Selon le HCR, la situation humanitaire dans le nord du Mozambique est "désespérée". Dans ce pays de 30 millions d'habitants, on compte 670 000 personnes déplacées dans la seule région de Cabo Delgado. Et plusieurs zones sont inaccessibles. La plupart de ces réfugiés fuient, le plus souvent à pied, pour tenter d'échapper aux combattants initiés par le groupe Ansar al-Sunna, qui revendique une affiliation avec Daesh. Ils n'ont pas de travail et peu de choses à manger. La région est menacée par les cyclones, les inondations et les épidémies, le choléra et le COVID-19.

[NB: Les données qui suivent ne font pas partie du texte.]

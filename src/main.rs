use std::sync::Arc;
use std::time::Duration;

use hazel::config::{init_db, run_migrations, Config};
use hazel::modules::auth::{IdentityService, UserCrud};
use hazel::modules::project::{ProjectCrud, ProjectService};
use hazel::modules::task::{TaskCrud, TaskService};
use hazel::modules::workspace::{WorkspaceCrud, WorkspaceService};
use hazel::services::jwt::TokenIssuer;
use hazel::services::mailer::{EmailQueue, HttpMailer, LogMailer, Mailer};
use hazel::services::metrics::MetricsRegistry;
use hazel::services::sweeper::spawn_credential_sweeper;
use hazel::AppState;
use tracing_subscriber::{layer::SubscriberExt, util::SubscriberInitExt};

#[tokio::main]
async fn main() -> Result<(), Box<dyn std::error::Error>> {
    dotenvy::dotenv().ok();

    tracing_subscriber::registry()
        .with(
            tracing_subscriber::EnvFilter::try_from_default_env()
                .unwrap_or_else(|_| "hazel=debug,tower_http=debug".into()),
        )
        .with(tracing_subscriber::fmt::layer())
        .init();

    let config = Config::from_env()?;

    let db = init_db(&config).await?;
    run_migrations(&db).await?;
    tracing::info!("Connected to MySQL, migrations applied");

    let metrics = MetricsRegistry::new()?;

    let mailer: Arc<dyn Mailer> = if config.mail.is_enabled() {
        Arc::new(HttpMailer::new(config.mail.clone())?)
    } else {
        tracing::warn!("MAIL_HOST not set, outgoing mail will only be logged");
        Arc::new(LogMailer)
    };
    let (email_queue, email_worker) =
        EmailQueue::start(mailer, config.email_queue_capacity, metrics.clone());

    let tokens = Arc::new(
        TokenIssuer::new(&config.token_secret)?
            .with_ttls(config.access_token_ttl, config.refresh_token_ttl),
    );

    let users = Arc::new(UserCrud::new(db.clone()));
    let sweeper = spawn_credential_sweeper(users.clone(), config.token_sweep_interval_minutes);

    let workspaces = Arc::new(WorkspaceService::new(Arc::new(WorkspaceCrud::new(db.clone()))));
    let projects = Arc::new(ProjectService::new(
        Arc::new(ProjectCrud::new(db.clone())),
        workspaces.clone(),
    ));
    let state = AppState {
        identity: IdentityService::new(
            users.clone(),
            users,
            tokens.clone(),
            email_queue,
            metrics.clone(),
            config.verification_code_ttl,
        ),
        tasks: TaskService::new(
            Arc::new(TaskCrud::new(db.clone())),
            projects.clone(),
            workspaces.clone(),
        ),
        projects,
        workspaces,
        tokens,
        metrics,
    };

    let app = hazel::create_app(state);

    let addr = format!("0.0.0.0:{}", config.port);
    let listener = tokio::net::TcpListener::bind(&addr).await?;
    tracing::info!("Server running on http://{}", addr);

    axum::serve(listener, app)
        .with_graceful_shutdown(shutdown_signal())
        .await?;

    // The router owned the last queue handle, so the worker drains and exits.
    match tokio::time::timeout(Duration::from_secs(10), email_worker).await {
        Ok(Err(e)) => tracing::error!(error = %e, "email worker panicked"),
        Err(_) => tracing::warn!("email queue not drained before shutdown"),
        Ok(Ok(())) => {}
    }
    if let Some(sweeper) = sweeper {
        sweeper.abort();
    }
    db.close().await;

    tracing::info!("Server stopped");
    Ok(())
}

async fn shutdown_signal() {
    let ctrl_c = async {
        if let Err(e) = tokio::signal::ctrl_c().await {
            tracing::error!(error = %e, "failed to listen for Ctrl-C");
        }
    };

    #[cfg(unix)]
    let terminate = async {
        match tokio::signal::unix::signal(tokio::signal::unix::SignalKind::terminate()) {
            Ok(mut sigterm) => {
                sigterm.recv().await;
            }
            Err(e) => {
                tracing::error!(error = %e, "failed to install SIGTERM handler");
                std::future::pending::<()>().await;
            }
        }
    };

    #[cfg(not(unix))]
    let terminate = std::future::pending::<()>();

    tokio::select! {
        _ = ctrl_c => tracing::info!("Received Ctrl-C, shutting down"),
        _ = terminate => tracing::info!("Received SIGTERM, shutting down"),
    }
}
use async_trait::async_trait;
use axum::{
    http::StatusCode,
    response::{IntoResponse, Response},
    Json,
};
use uuid::Uuid;

use super::model::{Member, Role, Workspace};
use crate::modules::shared::ErrorResponse;

pub type Result<T> = std::result::Result<T, WorkspaceError>;

#[async_trait]
pub trait WorkspaceRepository: Send + Sync {
    /// Inserts the workspace and its owner membership atomically.
    async fn create_with_owner(&self, workspace: &Workspace) -> Result<()>;
    async fn find(&self, id: Uuid) -> Result<Option<Workspace>>;
    async fn update(&self, workspace: &Workspace) -> Result<()>;
    async fn delete(&self, id: Uuid) -> Result<bool>;
    async fn list_for_user(&self, user_id: Uuid) -> Result<Vec<Workspace>>;
    async fn membership(&self, workspace_id: Uuid, user_id: Uuid) -> Result<Option<Role>>;
    /// Fails with `DuplicateEntry` if the user is already a member.
    async fn add_member(&self, workspace_id: Uuid, user_id: Uuid, role: Role) -> Result<()>;
    /// Deletes a non-owner membership along with the user's task assignments
    /// in that workspace. Owner rows are never removed here.
    async fn remove_member(&self, workspace_id: Uuid, user_id: Uuid) -> Result<u64>;
    async fn list_members(&self, workspace_id: Uuid) -> Result<Vec<Member>>;
}

#[derive(Debug, thiserror::Error)]
pub enum WorkspaceError {
    #[error("{0} not found")]
    NotFound(&'static str),

    #[error("not allowed to perform this action")]
    Forbidden,

    #[error("user is already a member of this workspace")]
    DuplicateEntry,

    #[error("{0}")]
    InvalidInput(String),

    #[error("database error: {0}")]
    Database(#[from] sqlx::Error),

    #[error("internal error: {0}")]
    Internal(String),
}

impl WorkspaceError {
    pub fn status_code(&self) -> StatusCode {
        match self {
            Self::NotFound(_) => StatusCode::NOT_FOUND,
            Self::Forbidden => StatusCode::FORBIDDEN,
            Self::DuplicateEntry => StatusCode::CONFLICT,
            Self::InvalidInput(_) => StatusCode::UNPROCESSABLE_ENTITY,
            Self::Database(_) | Self::Internal(_) => StatusCode::INTERNAL_SERVER_ERROR,
        }
    }
}

impl IntoResponse for WorkspaceError {
    fn into_response(self) -> Response {
        let status = self.status_code();
        let message = if status.is_server_error() {
            tracing::error!(error = %self, "workspace operation failed");
            "failed to complete operation".to_string()
        } else {
            self.to_string()
        };

        (status, Json(ErrorResponse::new(message))).into_response()
    }
}
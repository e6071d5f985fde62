use chrono::Utc;
use std::sync::Arc;
use uuid::Uuid;

use super::interface::{Result, WorkspaceError, WorkspaceRepository};
use super::model::{Access, Member, Role, Workspace, WorkspacePatch};

/// Workspaces and their memberships. Every workspace-scoped call resolves
/// the caller's role through [`WorkspaceService::authorize`] first.
pub struct WorkspaceService {
    repo: Arc<dyn WorkspaceRepository>,
}

impl WorkspaceService {
    pub fn new(repo: Arc<dyn WorkspaceRepository>) -> Self {
        Self { repo }
    }

    /// Returns the caller's role if it grants `access`. Non-members get
    /// `NotFound` so workspace ids cannot be discovered.
    pub async fn authorize(&self, workspace_id: Uuid, actor: Uuid, access: Access) -> Result<Role> {
        let role = self
            .repo
            .membership(workspace_id, actor)
            .await?
            .ok_or(WorkspaceError::NotFound("workspace"))?;

        if !role.permits(access) {
            tracing::debug!(%workspace_id, %actor, role = %role, ?access, "workspace access denied");
            return Err(WorkspaceError::Forbidden);
        }

        Ok(role)
    }

    /// The user's role in a workspace, without any access check.
    pub async fn role_of(&self, workspace_id: Uuid, user_id: Uuid) -> Result<Option<Role>> {
        self.repo.membership(workspace_id, user_id).await
    }

    pub async fn create(&self, name: &str, description: &str, owner_id: Uuid) -> Result<Workspace> {
        let now = Utc::now();
        let workspace = Workspace {
            id: Uuid::new_v4(),
            name: name.to_string(),
            description: description.to_string(),
            owner_id,
            created_at: now,
            updated_at: now,
        };

        self.repo.create_with_owner(&workspace).await?;

        tracing::info!(workspace_id = %workspace.id, %owner_id, "workspace created");
        Ok(workspace)
    }

    pub async fn get(&self, workspace_id: Uuid, actor: Uuid) -> Result<Workspace> {
        self.authorize(workspace_id, actor, Access::Read).await?;
        self.find(workspace_id).await
    }

    pub async fn list_for_user(&self, actor: Uuid) -> Result<Vec<Workspace>> {
        self.repo.list_for_user(actor).await
    }

    pub async fn update(
        &self,
        workspace_id: Uuid,
        actor: Uuid,
        patch: WorkspacePatch,
    ) -> Result<Workspace> {
        self.authorize(workspace_id, actor, Access::Write).await?;

        let mut workspace = patch.apply(self.find(workspace_id).await?);
        workspace.updated_at = Utc::now();
        self.repo.update(&workspace).await?;

        Ok(workspace)
    }

    pub async fn delete(&self, workspace_id: Uuid, actor: Uuid) -> Result<()> {
        self.authorize(workspace_id, actor, Access::Own).await?;

        if !self.repo.delete(workspace_id).await? {
            return Err(WorkspaceError::NotFound("workspace"));
        }

        tracing::info!(%workspace_id, "workspace deleted");
        Ok(())
    }

    /// Admins may add members; only the owner may grant admin. Ownership
    /// is never granted here.
    pub async fn add_member(
        &self,
        workspace_id: Uuid,
        actor: Uuid,
        user_id: Uuid,
        role: Role,
    ) -> Result<()> {
        let actor_role = self.authorize(workspace_id, actor, Access::Write).await?;

        match role {
            Role::Owner => return Err(WorkspaceError::Forbidden),
            Role::Admin if actor_role != Role::Owner => return Err(WorkspaceError::Forbidden),
            _ => {}
        }

        self.repo.add_member(workspace_id, user_id, role).await?;

        tracing::info!(%workspace_id, %user_id, role = %role, "member added");
        Ok(())
    }

    pub async fn remove_member(&self, workspace_id: Uuid, actor: Uuid, user_id: Uuid) -> Result<()> {
        self.authorize(workspace_id, actor, Access::Write).await?;

        match self.repo.membership(workspace_id, user_id).await? {
            None => return Err(WorkspaceError::NotFound("member")),
            Some(Role::Owner) => return Err(WorkspaceError::Forbidden),
            Some(_) => {}
        }

        if self.repo.remove_member(workspace_id, user_id).await? == 0 {
            return Err(WorkspaceError::NotFound("member"));
        }

        tracing::info!(%workspace_id, %user_id, "member removed");
        Ok(())
    }

    pub async fn list_members(&self, workspace_id: Uuid, actor: Uuid) -> Result<Vec<Member>> {
        self.authorize(workspace_id, actor, Access::Read).await?;
        self.repo.list_members(workspace_id).await
    }

    async fn find(&self, workspace_id: Uuid) -> Result<Workspace> {
        self.repo
            .find(workspace_id)
            .await?
            .ok_or(WorkspaceError::NotFound("workspace"))
    }
}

Environ 100 000 personnes déplacées à l'intérieur du pays ont trouvé refuge à Pemba et dans ses environs dans des abris temporaires, tels que des bâtiments scolaires, ou dans des familles d'accueil, ce qui a augmenté d'un tiers la population de la ville. Selon Médecins Sans Frontières, un grand nombre de ces personnes déplacées à l'intérieur du pays ne disposent pas d'eau potable et sont exposées au paludisme avec peu de protection alors qu'elles vivent dans des conditions surpeuplées et insalubres, ce qui augmente le risque d'une épidémie de rougeole, de diarrhée ou de COVID-19.

Sans fin en vue, les combats qui ont commencé en octobre 2017 n'ont cessé de gagner en intensité, forçant près d'un cinquième de la population de la province à quitter son domicile et réduisant à presque rien l'accès aux soins et autres services dans la région.